→ EXERCISE REQUIREMENTS: Exactly as given, output all the records that follow.

→ SOURCE DATA:
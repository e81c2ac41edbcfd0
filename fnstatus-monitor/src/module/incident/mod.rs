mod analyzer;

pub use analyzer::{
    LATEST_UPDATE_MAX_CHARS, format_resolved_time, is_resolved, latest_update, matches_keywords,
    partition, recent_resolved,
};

→ EXERCISE RESULT:
repository e81c2ac41edbcfd0
filename fnstatus-monitor/src/module/incident/mod.rs
mod analyzer;

pub use analyzer::{
    LATEST_UPDATE_MAX_CHARS, format_resolved_time, is_resolved, latest_update, matches_keywords,
    partition, recent_resolved,
};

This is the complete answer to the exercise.